Coécrit avec le journaliste Peter Vanham, ce livre, qui devrait sortir en français et en allemand début 2025, énonce les trois principes de ce capitalisme réinventé: concilier l’activité économique et la nature; retrouver pour chaque entreprise son sens et sa mission qui ne se réduisent pas au simple profit financier; stimuler un leadership qui mette ces principes en œuvre, avec pour boussole pratique et morale le bien de la société dans son ensemble. Les détracteurs de cette vision parlent volontiers de «woke capitalism». Sourire dépité d’André Hoffmann.

Pour le capitaine d’industrie et néo-essayiste, c’est simple: les acteurs économiques actuels détruisent plus de valeur qu’ils n’en créent, principalement parce qu’ils ne prennent pas en compte ce qu’on appelle les externalités naturelles, sociales et humaines. Les externalités négatives, s’entend. «Mais je ne veux pas peindre l’avenir en noir», répète-t-il volontiers. Voilà pourquoi il s’engage en activant toutes les ressources de ce qu’il appelle sa «boîte à outils»: l’écriture, justement, les prises de parole publiques, les projets philanthropiques en proportion à la fortune des familles propriétaires (26 à 27 milliards, selon la dernière estimation des magazines Bilan et Bilanz, dans leur classement des 300 plus riches de Suisse), sans oublier son activité de vice-président du groupe Roche, qui l’occupe trois jours par semaine.

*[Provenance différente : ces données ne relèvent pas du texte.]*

//! Contract between the keel kernel core and the platform underneath it.
//!
//! The core does not program hardware or create execution contexts itself;
//! it drives whatever host OS or bare-metal layer implements these traits.
//! Each trait covers one concern of the platform: counting locks, hardware
//! interrupt sources, lightweight processes, and the monotonic clock. A
//! backend implements them all and is used through the [`PortLayer`]
//! supertrait.
//!
//! All waits offered here are infinite; bounded waits are composed above
//! this boundary, not below it.
#![no_std]
extern crate alloc;

use alloc::boxed::Box;

/// Dispatch entry bound to one hardware vector.
///
/// The kernel core hands one of these to [`InterruptController::intr_alloc`]
/// for every vector it claims. The backend must invoke it on the interrupted
/// context whenever the source fires while unmasked and interrupts are
/// globally enabled.
pub type VectorFn = Box<dyn Fn() + Send + Sync + 'static>;

/// Process entry point. Runs once on the new execution context.
pub type ProcessFn = Box<dyn FnOnce() + Send + 'static>;

/// Creation attributes for a process resource.
#[derive(Clone, Copy, Debug)]
pub struct ProcAttr {
    /// Requested stack size in bytes.
    pub stack_size: usize,
    /// Priority hint. Backends may ignore it.
    pub priority: i32,
}

impl Default for ProcAttr {
    fn default() -> ProcAttr {
        ProcAttr {
            stack_size: 64 * 1024,
            priority: 0,
        }
    }
}

/// Observed state of a counting lock.
///
/// Backends that cannot tell report [`LockStatus::Indeterminate`]; callers
/// are expected to treat that as locked.
#[derive(PartialEq, Eq, Copy, Clone, Debug)]
pub enum LockStatus {
    Unlocked,
    Locked,
    Indeterminate,
}

/// Failure reported by a porting-layer operation.
#[derive(PartialEq, Eq, Copy, Clone, Debug)]
pub enum PortError {
    /// The backend ran out of the requested resource.
    Exhausted,
    /// The backend failed in a way it cannot recover or describe further.
    Fault,
}

impl core::fmt::Display for PortError {
    fn fmt(&self, f: &mut core::fmt::Formatter<'_>) -> core::fmt::Result {
        match self {
            PortError::Exhausted => write!(f, "porting layer resource exhausted"),
            PortError::Fault => write!(f, "porting layer fault"),
        }
    }
}

impl core::error::Error for PortError {}

/// Counting-lock primitive.
///
/// One handle is one lock resource with its own permit count. A handle is
/// valid from `lock_alloc` until `lock_free` and must be freed exactly once.
pub trait LockController {
    type LockHandle: Copy + Eq + core::fmt::Debug + Send + Sync;

    /// Allocates a lock with `permits` initial permits. `None` when the
    /// backend has no lock resources left.
    fn lock_alloc(&self, permits: u32) -> Option<Self::LockHandle>;

    /// Releases the lock resource. Waiters still blocked on the handle are
    /// left to the backend; the core never frees a lock it knows to have
    /// waiters.
    fn lock_free(&self, handle: Self::LockHandle);

    /// Takes one permit, blocking the calling context indefinitely until one
    /// is available.
    fn lock_acquire(&self, handle: Self::LockHandle) -> Result<(), PortError>;

    /// Returns one permit.
    fn lock_release(&self, handle: Self::LockHandle);

    /// Reports whether an acquire would currently block.
    fn lock_status(&self, handle: Self::LockHandle) -> LockStatus;
}

/// Hardware interrupt sources and the global interrupt mask.
pub trait InterruptController {
    type IntrHandle: Copy + Eq + core::fmt::Debug + Send + Sync;

    /// Claims `source` and binds `vector` as its dispatch entry. The mask
    /// state of a freshly allocated source is backend-defined; callers that
    /// need it masked must call [`InterruptController::intr_mask`] before
    /// relying on it.
    fn intr_alloc(&self, source: u32, vector: VectorFn) -> Option<Self::IntrHandle>;

    /// Releases the source and unbinds its vector.
    fn intr_free(&self, handle: Self::IntrHandle);

    /// Raises the source's pending status, as if the hardware had fired.
    fn intr_set(&self, handle: Self::IntrHandle);

    /// Clears the source's pending status.
    fn intr_clear(&self, handle: Self::IntrHandle);

    /// Masks this source only.
    fn intr_mask(&self, handle: Self::IntrHandle) -> Result<(), PortError>;

    /// Unmasks this source only.
    fn intr_unmask(&self, handle: Self::IntrHandle);

    /// Disables all maskable interrupts, returning the enabled state
    /// observed immediately before the call.
    fn intr_disable_all(&self) -> bool;

    /// Re-enables all maskable interrupts if `prior` is true; a false
    /// `prior` leaves the current state untouched.
    fn intr_enable_all(&self, prior: bool);
}

/// Lightweight processes and the preemption switch.
pub trait ProcessController {
    type ProcId: Copy + Eq + core::fmt::Debug + Send + Sync;

    /// Creates a process that runs `entry` once scheduled. `None` when
    /// creation fails.
    fn proc_create(&self, attr: &ProcAttr, entry: ProcessFn) -> Option<Self::ProcId>;

    /// Identifier of the calling context.
    fn proc_current(&self) -> Self::ProcId;

    /// Blocks the caller until the process ends. Joining a process that has
    /// already been reaped completes immediately.
    fn proc_join(&self, id: Self::ProcId) -> Result<(), PortError>;

    /// Yields the processor to another runnable process.
    fn proc_yield(&self);

    /// Disables preemptive process switching, returning the prior enabled
    /// state. Independent of the interrupt mask.
    fn proc_switch_disable(&self) -> bool;

    /// Re-enables process switching if `prior` is true; no-op otherwise.
    fn proc_switch_enable(&self, prior: bool);

    /// Millisecond sleep. Yields the processor for the duration.
    fn sleep_ms(&self, millis: u32);

    /// Microsecond delay that does not yield the processor. Burns the
    /// caller's whole time quantum; only for short waits.
    fn spin_us(&self, micros: u32);

    /// Ends the whole process image with `status`. Does not return.
    fn terminate(&self, status: i32) -> !;
}

/// Monotonic time source.
pub trait ClockController {
    /// Nanoseconds since an arbitrary epoch fixed for the backend's
    /// lifetime. Never decreases.
    fn monotonic_ns(&self) -> u64;
}

/// A complete porting layer.
pub trait PortLayer:
    LockController + InterruptController + ProcessController + ClockController + Send + Sync + 'static
{
    const NAME: &'static str;
}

Nous retrouvons André Hoffmann aux Portes des Iris, à Vullierens. Il y participe à un atelier de formation et d’échanges pour les PME, mis sur pied par l’organisation B Lab, cheville ouvrière des certifications B Corp, et InTent, une initiative lancée avec l’équipe de son family office. Enchanté de ce qu’il a entendu au cours de la journée, il relève que bon nombre de grands groupes pourraient s’inspirer d’entreprises plus petites, comme ce fabricant d’instruments de dentisterie, exemplaire dans sa détermination à souscrire aux critères ESG (environnement, social, gouvernance).

La transition écologique au cœur de Roche

S’il s’est attelé à l’écriture d’un livre il y a cinq ou six ans, raconte-t-il, c’est pour partager le fruit de ses expériences, structurer sa pensée et expliciter la transformation de la culture de l’entreprise Roche. «J’ai été surpris par les réactions suscitées par sa parution. Toutes les présentations PowerPoint et les TED Talks que j’ai pu donner jusqu’ici n’ont pas eu le même écho, et de loin.» C’est qu’André Hoffmann en a fait un exercice de transparence et de sincérité qui expose les ressorts intimes de ses prises de position. Une approche qui impressionne sa sœur aînée, Vera Michalski-Hoffmann, propriétaire du groupe Libella qui coiffe plusieurs maisons d’édition en Suisse, en France et en Pologne. «J’ai bien sûr été touchée qu’il choisisse le moyen du livre pour s’exprimer, de même par sa façon d’appréhender l’histoire de notre famille.»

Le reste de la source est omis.